**RECORDS FOR PROCESSING**

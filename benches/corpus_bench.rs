use codemix::complexity::{evaluate_corpus, evaluate_corpus_parallel};
use codemix::ExcludeSet;
use criterion::{criterion_group, criterion_main, BenchmarkId, Criterion};
use std::hint::black_box;

const TAGS: [&str; 5] = ["lang1", "lang2", "other", "ne", "lang1"];

fn create_corpus(utterances: usize) -> Vec<Vec<String>> {
    (0..utterances)
        .map(|i| {
            (0..8 + i % 24)
                .map(|j| TAGS[(i * 7 + j * 3 + j / 4) % TAGS.len()].to_string())
                .collect()
        })
        .collect()
}

fn benchmark_corpus_evaluation(c: &mut Criterion) {
    let exclude: ExcludeSet = ["other", "ne"].into_iter().collect();
    let mut group = c.benchmark_group("evaluate_corpus");

    for size in [100, 1_000, 10_000] {
        let corpus = create_corpus(size);
        group.bench_with_input(BenchmarkId::new("sequential", size), &corpus, |b, corpus| {
            b.iter(|| evaluate_corpus(black_box(corpus), &exclude))
        });
        group.bench_with_input(BenchmarkId::new("parallel", size), &corpus, |b, corpus| {
            b.iter(|| evaluate_corpus_parallel(black_box(corpus), &exclude))
        });
    }

    group.finish();
}

criterion_group!(benches, benchmark_corpus_evaluation);
criterion_main!(benches);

**ABOUT THIS TASK**
Each line that includes the string "utterances" should be copied from the data.

**ANSWER BELOW**
fn create_corpus(utterances: usize) -> Vec<Vec<String>> {
    (0..utterances)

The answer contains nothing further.